A cumplicidade entre Fabio e Francesco ‘Ele teve a sorte de estar sempre rodeado de amigos que o querem muito bem’

Nayá Fernandes

nayafernandes@gmail.com

“Se as pessoas com a Síndrome de Down ajudam a humanizar um ambiente? Não sei. O que sei é que o Fabio ensinou-me e ensina ainda muito. Não me lembro de uma noite que tenha saído com ele que não tenha sido um passeio cheio de risadas e de simplicidade.” As palavras são de Francesco

Stella, 31, clown (o que seria um doutor da alegria no Brasil) que mora em Roma e é amigo-irmão de Fabio Lacovitti, 37, portador da Síndrome de Down que trabalha no guarda-volumes da Basílica de São Pedro há 10 anos, de segunda-feira a sábado. Os turistas que precisam deixar o carrinho de bebê para subirem até a cripta da Basílica, percurso que só pode ser feito a pé, encontram-no sempre à disposição por ali. Fotos: Arquivo pessoal

“Não sei quantas vezes, ele troca o número 7 pelo 8, para dizer um exemplo, de suas limitações pequenas. Mas suas dinâmicas humanas são iguais às nossas, tendo grandes qualidades e terríveis limites”, disse Francesco, que logo após conversar com a reportagem confessou que o bate papo o deixou com saudades de Fabio e que iria fazer em seguida um telefonema ao amigo. Para Francesco, encontrarse com Fabio é um momento de risadas sem fim. “E depois, cada abraço seu me comove. Ele tem uma alma esplêndida! Tem alma de uma criança e também os caprichos dos pequenos [risos] no corpo de um homem. Mas, das crianças podemos aprender sempre. Cada encontro é uma emoção a mais pra mim.” Eles se chamam de “irmãozão” e “irmãozinho”. “Certa vez, em um passeio, encontrei-o perdido no escuro e no meio da neve. Ele, desde que começou a participar de uma associação para pessoas com down, é convicto que não tem mais a Síndrome. E nós nunca falamos, por exemplo, de questões como preconceito e exclusão, pois o Fabio teve a sorte de estar sempre rodeado de amigos que o querem muito bem”, contou Francesco.
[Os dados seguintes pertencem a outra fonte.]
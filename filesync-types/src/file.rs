//! File records.
//!
//! A file is first seen as an [`EncryptedFileRecord`] in a collection diff.
//! Live entries are decrypted into a [`FileRecord`]; tombstones are carried
//! over as-is without touching their (usually absent) encrypted payloads.

use crate::ids::{CollectionId, FileId};
use crate::magic::{EncryptedMagicMetadata, FileMagicProps, FilePublicMagicProps, MagicMetadata};
use crate::timestamp::Timestamp;
use serde::{Deserialize, Serialize};
use serde_json::{Map, Value};

/// Content-encryption fields of the file body or thumbnail.
///
/// Opaque to the sync engine: they are carried from the diff into the local
/// store for the download layer.
#[derive(Debug, Clone, Default, PartialEq, Eq, Serialize, Deserialize)]
#[serde(rename_all = "camelCase")]
pub struct FileAttributes {
    #[serde(default, skip_serializing_if = "Option::is_none")]
    pub decryption_header: Option<String>,
    #[serde(default, skip_serializing_if = "Option::is_none")]
    pub size: Option<u64>,
    /// Any other content field the server sends.
    #[serde(flatten)]
    pub extra: Map<String, Value>,
}

/// A ciphertext sealed under a file key, with the header (nonce) needed to
/// open it. Both fields are base64 encoded.
#[derive(Debug, Clone, PartialEq, Eq, Serialize, Deserialize)]
#[serde(rename_all = "camelCase")]
pub struct EncryptedMetadata {
    pub encrypted_data: String,
    pub decryption_header: String,
}

/// Decrypted core metadata of a file.
#[derive(Debug, Clone, Default, PartialEq, Serialize, Deserialize)]
#[serde(rename_all = "camelCase")]
pub struct FileMetadata {
    #[serde(default)]
    pub title: String,
    #[serde(default)]
    pub creation_time: Timestamp,
    #[serde(default)]
    pub modification_time: Timestamp,
    #[serde(flatten)]
    pub extra: Map<String, Value>,
}

/// Wire form of a file record, as returned by the collection diff.
///
/// Tombstones usually arrive with only the identifying fields set, so every
/// payload field is optional.
#[derive(Debug, Clone, PartialEq, Eq, Serialize, Deserialize)]
#[serde(rename_all = "camelCase")]
pub struct EncryptedFileRecord {
    pub id: FileId,
    #[serde(rename = "collectionID")]
    pub collection_id: CollectionId,
    #[serde(rename = "ownerID", default, skip_serializing_if = "Option::is_none")]
    pub owner_id: Option<i64>,
    /// File key sealed under the collection key.
    #[serde(default, skip_serializing_if = "Option::is_none")]
    pub encrypted_key: Option<String>,
    #[serde(default, skip_serializing_if = "Option::is_none")]
    pub key_decryption_nonce: Option<String>,
    #[serde(default, skip_serializing_if = "Option::is_none")]
    pub file: Option<FileAttributes>,
    #[serde(default, skip_serializing_if = "Option::is_none")]
    pub thumbnail: Option<FileAttributes>,
    #[serde(default, skip_serializing_if = "Option::is_none")]
    pub metadata: Option<EncryptedMetadata>,
    #[serde(default, skip_serializing_if = "Option::is_none")]
    pub magic_metadata: Option<EncryptedMagicMetadata>,
    #[serde(default, skip_serializing_if = "Option::is_none")]
    pub pub_magic_metadata: Option<EncryptedMagicMetadata>,
    #[serde(default)]
    pub is_deleted: bool,
    pub updation_time: Timestamp,
}

/// A file's decrypted metadata, as held in the local store and shown to the
/// presentation layer.
#[derive(Clone, PartialEq, Serialize, Deserialize)]
#[serde(rename_all = "camelCase")]
pub struct FileRecord {
    pub id: FileId,
    #[serde(rename = "collectionID")]
    pub collection_id: CollectionId,
    #[serde(rename = "ownerID", default, skip_serializing_if = "Option::is_none")]
    pub owner_id: Option<i64>,
    pub updation_time: Timestamp,
    #[serde(default)]
    pub is_deleted: bool,
    /// Decrypted file key, base64 encoded. Absent on tombstones.
    #[serde(default, skip_serializing_if = "Option::is_none")]
    pub key: Option<String>,
    #[serde(default, skip_serializing_if = "Option::is_none")]
    pub metadata: Option<FileMetadata>,
    #[serde(default, skip_serializing_if = "Option::is_none")]
    pub magic_metadata: Option<MagicMetadata<FileMagicProps>>,
    #[serde(default, skip_serializing_if = "Option::is_none")]
    pub pub_magic_metadata: Option<MagicMetadata<FilePublicMagicProps>>,
    #[serde(default, skip_serializing_if = "Option::is_none")]
    pub file: Option<FileAttributes>,
    #[serde(default, skip_serializing_if = "Option::is_none")]
    pub thumbnail: Option<FileAttributes>,
}

impl FileRecord {
    /// Carries a deleted diff entry into the local form without decrypting
    /// anything.
    pub fn from_tombstone(entry: EncryptedFileRecord) -> Self {
        Self {
            id: entry.id,
            collection_id: entry.collection_id,
            owner_id: entry.owner_id,
            updation_time: entry.updation_time,
            is_deleted: entry.is_deleted,
            key: None,
            metadata: None,
            magic_metadata: None,
            pub_magic_metadata: None,
            file: entry.file,
            thumbnail: entry.thumbnail,
        }
    }

    /// Creation time used for ordering in views.
    pub fn creation_time(&self) -> Timestamp {
        self.metadata
            .as_ref()
            .map(|m| m.creation_time)
            .unwrap_or_default()
    }

    /// Modification time used as a secondary ordering key in views.
    pub fn modification_time(&self) -> Timestamp {
        self.metadata
            .as_ref()
            .map(|m| m.modification_time)
            .unwrap_or_default()
    }
}

impl std::fmt::Debug for FileRecord {
    fn fmt(&self, f: &mut std::fmt::Formatter<'_>) -> std::fmt::Result {
        f.debug_struct("FileRecord")
            .field("id", &self.id)
            .field("collection_id", &self.collection_id)
            .field("updation_time", &self.updation_time)
            .field("is_deleted", &self.is_deleted)
            .field("key", &self.key.as_ref().map(|_| "[REDACTED]"))
            .field("metadata", &self.metadata)
            .field("magic_metadata", &self.magic_metadata)
            .field("pub_magic_metadata", &self.pub_magic_metadata)
            .finish_non_exhaustive()
    }
}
Outra característica particular do amigo Fabio pelos olhos de Francesco é que ele está perenemente apaixonado. “Gosta de todas as meninas e eu digo sempre que ele deve namorar uma garota down como ele, mas, Fabio é muito danado.” O amigo ressaltou, ainda, que para ele Fabio nunca foi diferente, só muito mais sensível que os outros amigos. “No nosso grupo, ele sempre foi tratado como todos os outros, no bem e no mal. Contudo, sinto que na sociedade italiana, em geral, não há muito espaço para a diversidade. Para mim, sem retórica, uma pessoa com down é um dom maravilhoso”, afirmou Francesco, que trabalha também como ator e escritor de peças teatrais.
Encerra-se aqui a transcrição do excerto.